By Ken Terry
Would you like to get paid faster and devote less staff time to billing and collections? Both goals could be achieved if you had a better method of checking the insurance eligibility of patients and of estimating their financial responsibility. The key to doing that — and to eliminating repetitive, error-prone front-desk work — might be a "smart" patient ID card.
The Medical Group Management Association is promoting the use of these smart cards through its new Project SwipeIT. The association aims to persuade payers, software vendors, and practices to "initiate processes to adopt standardized, machine-readable patient ID cards by Jan.1, 2010."
Most of the more than 100 million patient ID cards in use have no machine-readable elements, and front-desk personnel must now photocopy the cards for their records. Many cards are hard to read, and the only benefit information they typically include are copay amounts. Staffers sometimes make errors when entering demographic and insurance information from these cards into their billing systems, causing denials and resubmissions.

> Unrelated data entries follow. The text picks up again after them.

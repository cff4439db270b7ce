//! Compression Control Protocol responder. Stateless: we never actually
//! negotiate a compression scheme, we just reject every option the peer
//! proposes so it falls back to uncompressed framing.

const CODE_CONFIG_REQUEST: u8 = 1;
const CODE_CONFIG_ACK: u8 = 2;
const CODE_CONFIG_REJECT: u8 = 4;

/// Handles one incoming CCP packet. Returns `None` for malformed input
/// (length field mismatched against the actual packet size) and for codes
/// we don't act on.
pub fn handle(packet: &[u8]) -> Option<Vec<u8>> {
    if packet.len() < 4 {
        return None;
    }
    let code = packet[0];
    let identifier = packet[1];
    let length = u16::from_be_bytes([packet[2], packet[3]]) as usize;
    if length != packet.len() {
        return None;
    }

    match code {
        CODE_CONFIG_REQUEST if length == 4 => {
            Some(vec![CODE_CONFIG_ACK, identifier, 0x00, 0x04])
        }
        CODE_CONFIG_REQUEST => {
            let options = packet[4..].to_vec();
            let mut out = vec![CODE_CONFIG_REJECT, identifier];
            out.extend_from_slice(&(length as u16).to_be_bytes());
            out.extend_from_slice(&options);
            Some(out)
        }
        _ => None,
    }
}

#[cfg(test)]
mod tests {
    use super::*;

    #[test]
    fn header_only_request_is_acked() {
        let request = vec![CODE_CONFIG_REQUEST, 5, 0x00, 0x04];
        let response = handle(&request).unwrap();
        assert_eq!(response, vec![CODE_CONFIG_ACK, 5, 0x00, 0x04]);
    }

    #[test]
    fn request_with_options_is_rejected_verbatim() {
        let mut request = vec![CODE_CONFIG_REQUEST, 6, 0x00, 0x06, 0x11, 0x22];
        let response = handle(&request).unwrap();
        assert_eq!(response[0], CODE_CONFIG_REJECT);
        assert_eq!(response[1], 6);
        assert_eq!(&response[4..], &request[4..]);
        request.truncate(0);
        let _ = request;
    }

    #[test]
    fn length_mismatch_is_silently_discarded() {
        let request = vec![CODE_CONFIG_REQUEST, 7, 0x00, 0x09, 0x01];
        assert!(handle(&request).is_none());
    }
}
//! A-record-only DNS responder. Two wire shapes are supported: plain UDP
//! port 53 (RFC 1035) and the vendor's TCP length-prefixed variant, which
//! wraps the same message body in an 8-byte header.

use std::collections::HashMap;

const FLAG_RESPONSE: u16 = 0x8000;
const FLAG_RECURSION_AVAILABLE: u16 = 0x0080;
const RCODE_NAME_ERROR: u16 = 3;
const QTYPE_A: u16 = 1;
const QCLASS_IN: u16 = 1;
const TTL_SECONDS: u32 = 60;

pub struct DnsResponder {
    records: HashMap<String, [u8; 4]>,
}

impl DnsResponder {
    pub fn new() -> Self {
        Self {
            records: HashMap::new(),
        }
    }

    pub fn with_record(mut self, hostname: &str, ip: [u8; 4]) -> Self {
        self.records.insert(hostname.to_ascii_lowercase(), ip);
        self
    }

    fn lookup(&self, hostname: &str) -> Option<[u8; 4]> {
        self.records.get(&hostname.to_ascii_lowercase()).copied()
    }

    /// Builds a DNS response for a single question, over UDP. Returns
    /// `None` if `query` is too short to contain a header.
    pub fn respond_udp(&self, query: &[u8]) -> Option<Vec<u8>> {
        let (id, question_name, question_bytes) = parse_question(query)?;
        Some(build_response(id, &question_name, question_bytes, self.lookup(&question_name)))
    }

    /// Handles the vendor TCP framing: an 8-byte header
    /// `[id_hi][id_lo][0x00][0x35][len_hi][len_lo][0x00][0x00]` followed by
    /// the raw DNS message (no length field inside the message itself, as
    /// plain DNS-over-TCP would have). The response swaps the header to
    /// `[0x00][0x35][id_hi][id_lo][len_hi][len_lo][0x00][0x00]`.
    pub fn respond_tcp_framed(&self, framed: &[u8]) -> Option<Vec<u8>> {
        if framed.len() < 8 {
            return None;
        }
        let id = [framed[0], framed[1]];
        let message = &framed[8..];
        let response = self.respond_udp(message)?;

        let mut out = Vec::with_capacity(8 + response.len());
        out.push(0x00);
        out.push(0x35);
        out.push(id[0]);
        out.push(id[1]);
        out.extend_from_slice(&(response.len() as u16).to_be_bytes());
        out.push(0x00);
        out.push(0x00);
        out.extend_from_slice(&response);
        Some(out)
    }
}

impl Default for DnsResponder {
    fn default() -> Self {
        Self::new()
    }
}

/// Returns `(id, dotted hostname, question section byte length)`.
fn parse_question(query: &[u8]) -> Option<(u16, String, usize)> {
    if query.len() < 12 {
        return None;
    }
    let id = u16::from_be_bytes([query[0], query[1]]);
    let mut pos = 12;
    let mut labels = Vec::new();
    loop {
        let len = *query.get(pos)? as usize;
        if len == 0 {
            pos += 1;
            break;
        }
        pos += 1;
        let label = query.get(pos..pos + len)?;
        labels.push(String::from_utf8_lossy(label).into_owned());
        pos += len;
    }
    pos += 4; // qtype + qclass
    if pos > query.len() {
        return None;
    }
    Some((id, labels.join("."), pos))
}

fn encode_name(name: &str) -> Vec<u8> {
    let mut out = Vec::new();
    for label in name.split('.') {
        out.push(label.len() as u8);
        out.extend_from_slice(label.as_bytes());
    }
    out.push(0);
    out
}

fn build_response(id: u16, hostname: &str, question_len: usize, answer: Option<[u8; 4]>) -> Vec<u8> {
    let mut out = Vec::with_capacity(64);
    out.extend_from_slice(&id.to_be_bytes());

    let flags = FLAG_RESPONSE
        | FLAG_RECURSION_AVAILABLE
        | if answer.is_none() { RCODE_NAME_ERROR } else { 0 };
    out.extend_from_slice(&flags.to_be_bytes());

    out.extend_from_slice(&1u16.to_be_bytes()); // qdcount
    out.extend_from_slice(&(answer.is_some() as u16).to_be_bytes()); // ancount
    out.extend_from_slice(&0u16.to_be_bytes()); // nscount
    out.extend_from_slice(&0u16.to_be_bytes()); // arcount

    let name = encode_name(hostname);
    out.extend_from_slice(&name);
    out.extend_from_slice(&QTYPE_A.to_be_bytes());
    out.extend_from_slice(&QCLASS_IN.to_be_bytes());
    let _ = question_len;

    if let Some(ip) = answer {
        out.extend_from_slice(&name);
        out.extend_from_slice(&QTYPE_A.to_be_bytes());
        out.extend_from_slice(&QCLASS_IN.to_be_bytes());
        out.extend_from_slice(&TTL_SECONDS.to_be_bytes());
        out.extend_from_slice(&4u16.to_be_bytes());
        out.extend_from_slice(&ip);
    }

    out
}

#[cfg(test)]
mod tests {
    use super::*;

    fn build_query(id: u16, hostname: &str) -> Vec<u8> {
        let mut out = Vec::new();
        out.extend_from_slice(&id.to_be_bytes());
        out.extend_from_slice(&0x0100u16.to_be_bytes());
        out.extend_from_slice(&1u16.to_be_bytes());
        out.extend_from_slice(&[0u8; 6]);
        out.extend_from_slice(&encode_name(hostname));
        out.extend_from_slice(&QTYPE_A.to_be_bytes());
        out.extend_from_slice(&QCLASS_IN.to_be_bytes());
        out
    }

    #[test]
    fn known_hostname_resolves_to_its_a_record() {
        let responder = DnsResponder::new().with_record("catalog.zune.net", [192, 168, 0, 30]);
        let query = build_query(42, "catalog.zune.net");
        let response = responder.respond_udp(&query).unwrap();
        assert_eq!(&response[0..2], &42u16.to_be_bytes());
        assert_eq!(&response[6..8], &1u16.to_be_bytes()); // ancount
        assert_eq!(&response[response.len() - 4..], &[192, 168, 0, 30]);
    }

    #[test]
    fn hostname_lookup_is_case_insensitive() {
        let responder = DnsResponder::new().with_record("catalog.zune.net", [192, 168, 0, 30]);
        let query = build_query(1, "CATALOG.ZUNE.NET");
        let response = responder.respond_udp(&query).unwrap();
        assert_eq!(&response[response.len() - 4..], &[192, 168, 0, 30]);
    }

    #[test]
    fn unknown_hostname_returns_name_error_with_no_answers() {
        let responder = DnsResponder::new();
        let query = build_query(2, "nowhere.example");
        let response = responder.respond_udp(&query).unwrap();
        assert_eq!(&response[6..8], &0u16.to_be_bytes());
        let flags = u16::from_be_bytes([response[2], response[3]]);
        assert_eq!(flags & 0x000F, RCODE_NAME_ERROR);
    }

    #[test]
    fn tcp_framing_swaps_header_layout_and_preserves_id() {
        let responder = DnsResponder::new().with_record("catalog.zune.net", [192, 168, 0, 30]);
        let message = build_query(99, "catalog.zune.net");
        let mut framed = vec![0x00, 0x99, 0x00, 0x35];
        framed.extend_from_slice(&(message.len() as u16).to_be_bytes());
        framed.extend_from_slice(&[0x00, 0x00]);
        framed.extend_from_slice(&message);

        let response = responder.respond_tcp_framed(&framed).unwrap();
        assert_eq!(&response[0..2], &[0x00, 0x35]);
        assert_eq!(&response[2..4], &[0x00, 0x99]);
    }
}
//! Fixed property codes and ordering for the two property-list schemas the
//! authoring sequencer sends: the 13-property track list and the
//! 4-property playlist list.

pub type PropertyCode = u32;

pub const PROP_OBJECT_FILENAME: PropertyCode = 0xDC07;
pub const PROP_ZUNE_COLLECTION_ID: PropertyCode = 0xD901;
pub const PROP_META_GENRE: PropertyCode = 0xD902;
pub const PROP_ZUNE_0XDAB2: PropertyCode = 0xDAB2;
pub const PROP_ALBUM_NAME: PropertyCode = 0xD903;
pub const PROP_ALBUM_ARTIST: PropertyCode = 0xD904;
pub const PROP_DISC_NUMBER: PropertyCode = 0xD905;
pub const PROP_TRACK_NAME: PropertyCode = 0xDC44;
pub const PROP_DURATION: PropertyCode = 0xDE92;
pub const PROP_TRACK_NUMBER: PropertyCode = 0xD906;
pub const PROP_ARTIST: PropertyCode = 0xD907;
pub const PROP_GENRE: PropertyCode = 0xD908;
pub const PROP_DATE_AUTHORED: PropertyCode = 0xD909;

pub const PROP_CONTENT_TYPE: PropertyCode = 0xD90A;
pub const PROP_NAME: PropertyCode = 0xDC44;

pub const PROP_REPRESENTATIVE_SAMPLE_DATA: PropertyCode = 0xDC91;
pub const PROP_REPRESENTATIVE_SAMPLE_FORMAT: PropertyCode = 0xDC92;

/// `RepresentativeSampleFormat` value for JPEG cover art.
pub const SAMPLE_FORMAT_JPEG: u32 = 0x3801;

/// MTP object format codes used by the authoring sequencer.
pub mod format {
    pub const MP3: u16 = 0x3009;
    pub const WMA: u16 = 0xB901;
    pub const ABSTRACT_AUDIO_ALBUM: u16 = 0x3401;
    pub const ABSTRACT_AV_PLAYLIST: u16 = 0x3010;
    pub const ASSOCIATION: u16 = 0x3001;

    /// Audio-file-extension to MTP object format, used to pick the track
    /// container's format on upload.
    pub fn from_extension(filename: &str) -> u16 {
        let lower = filename.to_ascii_lowercase();
        if lower.ends_with(".wma") {
            WMA
        } else {
            MP3
        }
    }
}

MGMA estimates that machine-readable patient ID cards could save physician offices and hospitals as much as $1 billion a year by eliminating unnecessary administrative work and denied claims. In addition, some insurers, including Humana and UnitedHealthcare, now offer real-time claims adjudication that can be more easily triggered by using their smart cards. Offices that take advantage of this capability can speed up plan payments and determine what patients owe before they leave the office. That can help reduce self-pay A/R and bad debt.